Scroll back up to the final voice-over. “A guilty heart is silent, it’s pulse muffled by the secrets it keeps.” That is Victoria, a heart turned so wicked by guilt that she hurts her own children without flinching. “While some believe confession can release a tortured soul, others view it as a sign of weakness.” This line is meant to symbolize the perspectives Conrad and Victoria hold at this point in the story. Remember what she told Patrick last week when she sold her painting: “The world I live in, if they sense this vulnerability they will use it as a weapon. So, I part with the things I love.” She believes facing mortality made Conrad too weak, and therefore vulnerable to what she would perceive as religious foolishness. Enough so that she would “part” with Conrad? Consider her rationalization to Patrick: Some sacrifices are easier than others.

The final line in Emily’s voiceover should convince us that the crash was not a case of reckless driving. “Because ultimately whatever you say, however you feel about what you’ve done, it’s irrelevant for the hand of death is equally unforgiving.” Sorry, Father Paul, you do not get to confess, there will be no cleansing for your soul.

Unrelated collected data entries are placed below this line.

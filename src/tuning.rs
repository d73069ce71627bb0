//! Data-driven game balance
//!
//! Every constant that shapes difficulty lives in [`Tuning`]. Changing values
//! re-tunes the game without altering the shape of any algorithm. The table
//! can be overridden from a JSON file; missing fields keep their defaults.

use std::fs;
use std::path::Path;

use serde::{Deserialize, Serialize};

use crate::consts::*;

/// Full parameter table for one round
#[derive(Debug, Clone, PartialEq, Serialize, Deserialize)]
#[serde(default)]
pub struct Tuning {
    // === Screen ===
    pub screen_width: f32,
    pub ground_y: f32,

    // === Player ===
    /// Horizontal centre of the player column
    pub player_x: f32,
    pub player_width: f32,
    pub player_height: f32,
    pub gravity: f32,
    pub jump_velocity: f32,
    pub jump_cooldown_ticks: u32,

    // === Difficulty ===
    pub initial_speed: f32,
    /// Speed gained per millisecond of play
    pub speed_increase_rate: f32,
    pub max_speed: f32,
    /// Frame time that obstacle motion is normalised against (ms)
    pub reference_frame_ms: f32,

    // === Obstacles ===
    pub stone_width: f32,
    pub stone_height: f32,
    /// Spawned base speed = current speed * factor + jitter * uniform[0, 1)
    pub obstacle_speed_factor: f32,
    pub obstacle_speed_jitter: f32,
    /// Obstacles are culled once their right edge is this far past x = 0
    pub despawn_margin: f32,

    // === Spawning ===
    pub first_interval_min_ms: u32,
    pub first_interval_max_ms: u32,
    /// min interval = max(floor_min, base_min - speed * min_slope)
    pub interval_base_min_ms: f32,
    pub interval_min_slope: f32,
    pub interval_floor_min_ms: f32,
    /// max interval = max(floor_max, base_max - speed * max_slope)
    pub interval_base_max_ms: f32,
    pub interval_max_slope: f32,
    pub interval_floor_max_ms: f32,
    pub min_gap: u32,
    pub max_gap: u32,

    // === Scoring ===
    pub distance_scale: f64,
    pub score_divisor: f64,
}

impl Default for Tuning {
    fn default() -> Self {
        Self {
            screen_width: SCREEN_WIDTH,
            ground_y: GROUND_Y,

            player_x: PLAYER_X,
            player_width: PLAYER_WIDTH,
            player_height: PLAYER_HEIGHT,
            gravity: GRAVITY,
            jump_velocity: JUMP_VELOCITY,
            jump_cooldown_ticks: JUMP_COOLDOWN_TICKS,

            initial_speed: INITIAL_SPEED,
            speed_increase_rate: SPEED_INCREASE_RATE,
            max_speed: MAX_SPEED,
            reference_frame_ms: REFERENCE_FRAME_MS,

            stone_width: STONE_WIDTH,
            stone_height: STONE_HEIGHT,
            obstacle_speed_factor: 0.85,
            obstacle_speed_jitter: 1.0,
            despawn_margin: 0.0,

            // Stones spawn further apart on the first one
            first_interval_min_ms: 1400,
            first_interval_max_ms: 1800,
            interval_base_min_ms: 1800.0,
            interval_min_slope: 80.0,
            interval_floor_min_ms: 700.0,
            interval_base_max_ms: 2200.0,
            interval_max_slope: 100.0,
            interval_floor_max_ms: 1100.0,
            min_gap: 220,
            max_gap: 340,

            distance_scale: DISTANCE_SCALE,
            score_divisor: SCORE_DIVISOR,
        }
    }
}

impl Tuning {
    /// Load overrides from a JSON file, falling back to defaults
    pub fn load(path: &Path) -> Self {
        let json = match fs::read_to_string(path) {
            Ok(json) => json,
            Err(_) => {
                log::info!("No tuning overrides at {}, using defaults", path.display());
                return Self::default();
            }
        };

        match serde_json::from_str::<Tuning>(&json) {
            Ok(tuning) => {
                log::info!("Loaded tuning overrides from {}", path.display());
                tuning.validated()
            }
            Err(e) => {
                log::warn!("Ignoring malformed tuning file {}: {}", path.display(), e);
                Self::default()
            }
        }
    }

    /// Repair values that would break an invariant (inverted ranges, zero divisors)
    pub fn validated(mut self) -> Self {
        if self.first_interval_min_ms > self.first_interval_max_ms {
            std::mem::swap(
                &mut self.first_interval_min_ms,
                &mut self.first_interval_max_ms,
            );
        }
        if self.min_gap > self.max_gap {
            std::mem::swap(&mut self.min_gap, &mut self.max_gap);
        }
        if self.initial_speed <= 0.0 {
            log::warn!("initial_speed must be positive, resetting");
            self.initial_speed = INITIAL_SPEED;
        }
        if self.max_speed < self.initial_speed {
            self.max_speed = self.initial_speed;
        }
        if self.speed_increase_rate < 0.0 {
            self.speed_increase_rate = 0.0;
        }
        if self.reference_frame_ms <= 0.0 {
            self.reference_frame_ms = REFERENCE_FRAME_MS;
        }
        if self.score_divisor <= 0.0 {
            self.score_divisor = SCORE_DIVISOR;
        }
        self.despawn_margin = self.despawn_margin.max(0.0);
        self
    }

    /// Spawn interval bounds (ms) at the given speed, floored so gaps stay fair
    pub fn interval_bounds(&self, speed: f32) -> (u32, u32) {
        let min = (self.interval_base_min_ms - speed * self.interval_min_slope)
            .max(self.interval_floor_min_ms)
            .max(0.0) as u32;
        let max = (self.interval_base_max_ms - speed * self.interval_max_slope)
            .max(self.interval_floor_max_ms)
            .max(0.0) as u32;
        (min, max.max(min))
    }
}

The hand of death got you first.

Now Emily’s twisted sense of redemption has led a reformed man to his grave. She continued her moral downward spiral by laying a new layer of lies on her relationship with Daniel and leveling Victoria with a humiliating public revelation of the Grayson’s financial troubles.

Emily Thorne’s descent resembles Walter White’s in Breaking Bad. We began the show rooting for her to get revenge on the evil Graysons, but now she has turned into the people she came to the Hamptons to destroy. Her takedown of Father Paul is meant to represent what happened to her own father and show that she has, for all intents and purposes, become a Grayson. She lies to the people she loves. She plots with no regard or remorse. I can’t root for her to win any more than I could root for Walter. She is sealing her fate in one of the graves Confucius warns about. Maybe not representing physical death but a life with no one to turn to. The life Conrad tells her of when he admits he has no relationships to fall back on in his dying days. Father Paul told Conrad no one wants to die alone. That is exactly where Emily is headed and right now it is exactly what she deserves.

If death doesn’t kill her, her demons surely will. Two graves, equally unforgiving.